Paint Encinitas went on to install two stunning and thought-provoking murals with artists Skye Walker and Taylor Gallegos, paint two movable murals with Julie Ann Stricklin and Oscar Fernandez, create three community engagement events at Mandala Daydreams, Royal Liquor, and Mozy Cafe, and support countless other art and cultural happenings around town with Encinitas Friends of the Arts, Art N Soul on 101, Rancho Encinitas Academy, Leucadia 101 Main Street, Cardiff 101 Main Street, 101 Artist Colony, the city of Encinitas, and EUSD Farm Lab.

Santos reminded me that Paint Encinitas was much bigger than myself. What I’ve since come to realize is that it is much bigger than Encinitas. It is a global movement with good-intentioned, loving people around the world beautifying neglected walls with inspirational art.

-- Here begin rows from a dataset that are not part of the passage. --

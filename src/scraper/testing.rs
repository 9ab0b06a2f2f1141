//! Scripted in-memory site standing in for a real browser in tests.

use super::{Browser, LinkHandle, ScrapeError, SessionFactory};
use std::collections::{HashMap, HashSet};
use std::sync::{Arc, Mutex};
use std::time::Duration;

#[derive(Debug, Clone, Default)]
struct FakePage {
    html: String,
    links: Vec<String>,
}

#[derive(Debug, Clone, Default)]
pub struct FakeSite {
    pages: Arc<Mutex<HashMap<String, FakePage>>>,
    unrendered: Arc<Mutex<HashSet<String>>>,
    lag: Arc<Mutex<usize>>,
    broken_lookup: Arc<Mutex<bool>>,
    log: Arc<Mutex<Vec<String>>>,
}

impl FakeSite {
    pub fn new() -> Self {
        Self::default()
    }

    pub fn add_page(&self, url: &str, html: &str, links: &[String]) {
        self.pages.lock().unwrap().insert(
            url.to_string(),
            FakePage {
                html: html.to_string(),
                links: links.to_vec(),
            },
        );
    }

    /// The awaited element never shows up on `url`.
    pub fn never_render(&self, url: &str) {
        self.unrendered.lock().unwrap().insert(url.to_string());
    }

    /// Clicks and history moves commit only after `polls` location reads;
    /// until then the previous document stays in place.
    pub fn lag_navigation(&self, polls: usize) {
        *self.lag.lock().unwrap() = polls;
    }

    /// Link lookup fails the way a dropped devtools connection does.
    pub fn break_link_lookup(&self) {
        *self.broken_lookup.lock().unwrap() = true;
    }

    pub fn log(&self) -> Vec<String> {
        self.log.lock().unwrap().clone()
    }

    fn record(&self, entry: String) {
        self.log.lock().unwrap().push(entry);
    }

    fn page(&self, url: &str) -> Option<FakePage> {
        self.pages.lock().unwrap().get(url).cloned()
    }
}

impl SessionFactory for FakeSite {
    type Session = FakeBrowser;

    fn open(&self) -> Result<FakeBrowser, ScrapeError> {
        self.record("open".into());
        Ok(FakeBrowser {
            site: self.clone(),
            history: Vec::new(),
            pending: None,
        })
    }
}

pub struct FakeBrowser {
    site: FakeSite,
    history: Vec<String>,
    /// History once the in-flight navigation commits, and the location
    /// reads left before it does.
    pending: Option<(Vec<String>, usize)>,
}

impl FakeBrowser {
    fn current(&self) -> String {
        self.history.last().cloned().unwrap_or_else(|| "about:blank".into())
    }

    fn begin(&mut self, history: Vec<String>) {
        let lag = *self.site.lag.lock().unwrap();
        if lag == 0 {
            self.history = history;
        } else {
            self.pending = Some((history, lag));
        }
    }

    fn settle(&mut self) {
        if let Some((history, left)) = self.pending.take() {
            if left == 0 {
                self.history = history;
            } else {
                self.pending = Some((history, left - 1));
            }
        }
    }
}

impl Browser for FakeBrowser {
    fn navigate_to(&mut self, url: &str) -> Result<(), ScrapeError> {
        self.site.record(format!("goto {url}"));
        self.pending = None;
        self.history.push(url.to_string());
        Ok(())
    }

    fn navigate_back(&mut self) -> Result<(), ScrapeError> {
        self.site.record("back".into());
        let mut history = self.history.clone();
        if history.len() > 1 {
            history.pop();
        }
        self.begin(history);
        Ok(())
    }

    fn current_url(&mut self) -> Result<String, ScrapeError> {
        self.settle();
        Ok(self.current())
    }

    fn wait_for_element(&mut self, selector: &str, timeout: Duration) -> Result<(), ScrapeError> {
        let page = self.current();
        let rendered = self.site.page(&page).is_some()
            && !self.site.unrendered.lock().unwrap().contains(&page);
        if rendered {
            Ok(())
        } else {
            Err(ScrapeError::NavigationTimeout {
                awaiting: selector.to_string(),
                page,
                timeout,
            })
        }
    }

    fn content(&mut self) -> Result<String, ScrapeError> {
        Ok(self.site.page(&self.current()).map(|p| p.html).unwrap_or_default())
    }

    fn find_links(&mut self, xpath: &str) -> Result<Vec<LinkHandle>, ScrapeError> {
        if *self.site.broken_lookup.lock().unwrap() {
            return Err(ScrapeError::Session {
                action: "find links",
                message: "connection closed".into(),
            });
        }
        let count = self.site.page(&self.current()).map(|p| p.links.len()).unwrap_or(0);
        Ok((0..count)
            .map(|index| LinkHandle {
                xpath: xpath.to_string(),
                index,
            })
            .collect())
    }

    fn activate(&mut self, link: &LinkHandle) -> Result<(), ScrapeError> {
        let target = self
            .site
            .page(&self.current())
            .and_then(|p| p.links.get(link.index).cloned())
            .ok_or_else(|| ScrapeError::LinkMissing {
                xpath: link.xpath.clone(),
                index: link.index,
            })?;
        self.site.record(format!("click {}", link.index));
        self.site.record(format!("goto {target}"));
        let mut history = self.history.clone();
        history.push(target);
        self.begin(history);
        Ok(())
    }
}

impl Drop for FakeBrowser {
    fn drop(&mut self) {
        self.site.record("close".into());
    }
}

/// Markup of a rendered summary table with a header row.
pub fn summary_page(rows: &[(&str, &str, &str, &str)]) -> String {
    let mut html = String::from(
        r#"<html><body><table class="table"><tr><th>Party</th><th>Won</th><th>Leading</th><th>Total</th></tr>"#,
    );
    for (party, won, leading, total) in rows {
        html.push_str(&format!(
            "<tr><td>{party}</td><td>{won}</td><td>{leading}</td><td>{total}</td></tr>"
        ));
    }
    html.push_str("</table></body></html>");
    html
}
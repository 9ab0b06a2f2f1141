mod config;
mod dataset;
mod insights;
mod loader;
mod models;
mod pipeline;
mod report;
mod scraper;
mod utils;

use anyhow::{Context, Result};
use clap::{Parser, Subcommand};
use std::path::PathBuf;
use tracing::info;
use tracing_subscriber::{fmt, prelude::*, EnvFilter};

use crate::config::AppConfig;
use crate::dataset::DuplicatePolicy;
use crate::insights::InsightEngine;
use crate::loader::load_dataset;
use crate::models::{RegionRecord, SummaryRecord};
use crate::pipeline::Pipeline;
use crate::scraper::parsers::TableExtractor;

#[derive(Parser)]
#[command(name = "election-insights", about = "Election results scraper and report", version)]
struct Cli {
    #[command(subcommand)]
    command: Command,

    #[arg(short, long, action = clap::ArgAction::Count, global = true)]
    verbose: u8,
}

#[derive(Subcommand)]
enum Command {
    /// Scrape both result views, then write tables, insights and charts
    Run,

    /// Recompute insights from previously exported CSV files
    Insights {
        /// National summary CSV (Party,Won,Leading,Total)
        #[arg(short, long)]
        summary: PathBuf,

        /// Party-wise CSV (Party,Seats,Total Votes)
        #[arg(short, long)]
        region: Option<PathBuf>,
    },

    /// Run the row extractor over a saved page
    Extract {
        /// Saved HTML file
        #[arg(long)]
        html: PathBuf,

        /// Use the party-wise extraction rules
        #[arg(long)]
        region: bool,
    },
}

#[tokio::main]
async fn main() -> Result<()> {
    let cli = Cli::parse();

    let filter = match cli.verbose {
        0 => "election_insights=info,warn",
        1 => "election_insights=debug,info",
        _ => "trace",
    };

    tracing_subscriber::registry()
        .with(fmt::layer().compact().with_target(false))
        .with(EnvFilter::new(filter))
        .init();

    let config = AppConfig::load()?;

    match cli.command {
        Command::Run => {
            let stats = Pipeline::new(config).run().await?;
            info!(
                "Done: {} seats across {} rows, {} insights",
                stats.total_seats, stats.summary_rows, stats.insights
            );
        }

        Command::Insights { summary, region } => {
            let policy = DuplicatePolicy::from_flag(config.dataset.merge_duplicates);
            let summary = load_dataset::<SummaryRecord>(&summary, policy)?;
            let region = region
                .map(|path| load_dataset::<RegionRecord>(&path, policy))
                .transpose()?;

            let report = InsightEngine::new(&config.insights).run(&summary, region.as_ref());
            println!("The total number of seats in the parliamentary elections is {}.", report.total_seats);
            for line in report.lines() {
                println!("{}", line);
            }
        }

        Command::Extract { html, region } => {
            let markup = std::fs::read_to_string(&html)
                .with_context(|| format!("Failed to read {:?}", html))?;
            let extractor = TableExtractor::new(&config.browser.table_selector)?;
            let rows = if region {
                extractor.region_rows(&markup)
            } else {
                extractor.summary_rows(&markup)?
            };

            println!("{} rows:", rows.len());
            for row in &rows {
                println!("  {}", row.join(" | "));
            }
        }
    }

    Ok(())
}
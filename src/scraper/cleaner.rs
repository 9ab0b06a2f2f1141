use tracing::trace;

// ── Numeric coercion ──────────────────────────────────────────────────────────

/// Strip surrounding whitespace and digit-group commas.
/// " 1,234 " → "1234" | "N/A" → "N/A"
fn normalise_digits(s: &str) -> String {
    s.trim().replace(',', "")
}

/// Parse a signed count. Anything that is not an integer is missing.
/// "240" → 240 | "-3" → -3 | "N/A" → None | "" → None
pub fn parse_signed_count(s: &str) -> Option<i64> {
    let cleaned = normalise_digits(s);
    let parsed = cleaned.parse().ok();
    if parsed.is_none() && !cleaned.is_empty() {
        trace!("Non-numeric cell {:?} coerced to missing", s);
    }
    parsed
}

/// Parse an unsigned count (seats, votes).
/// "33,587,202" → 33587202 | "-1" → None
pub fn parse_count(s: &str) -> Option<u64> {
    let cleaned = normalise_digits(s);
    let parsed = cleaned.parse().ok();
    if parsed.is_none() && !cleaned.is_empty() {
        trace!("Non-numeric cell {:?} coerced to missing", s);
    }
    parsed
}

/// Cell text with leading and trailing whitespace removed; inner text is
/// kept as rendered.
pub fn normalise_cell(s: &str) -> String {
    s.trim().to_string()
}

// ── Tests ─────────────────────────────────────────────────────────────────────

And it’s all in an effort to create some of the biggest and most accessible outdoor galleries imaginable. Being born with the murals are rising art leaders, everyday people with a mission.

I carry this with me as Santos unlocks the birdcage to a bright future and Lina locked the doors of Santos Fine Art Gallery for the last time.

There’s another saying: When one door closes, another opens. Just when the loss of an era was settling in my bones, an opportunity in alignment with what we had been looking for this whole year would make its way to me like a message in a bottle, appearing with impeccable timing.

It read: Beautify Earth, a 501(c)3 nonprofit with the goal of painting 1 million murals in five years. They are an organization that has been paving the path for mural arts on a global scale for the past two or so years. BeautifyEarth.org saw all that we have done with Paint Encinitas, and without hesitation opened its mothering arms to us, providing us now with a way to take in tax-deductible donations and giving us an invaluable network of support.

As we let go of our successes and our failures from this year, we have every opportunity to take away new lessons. My biggest success this year is the countless deep and real connections I made in my community. I learned that even the biggest dream is attainable as long as you do the work.

I know that the course of my life has been forever changed this year, and that nothing is ever done alone in this mural arts world.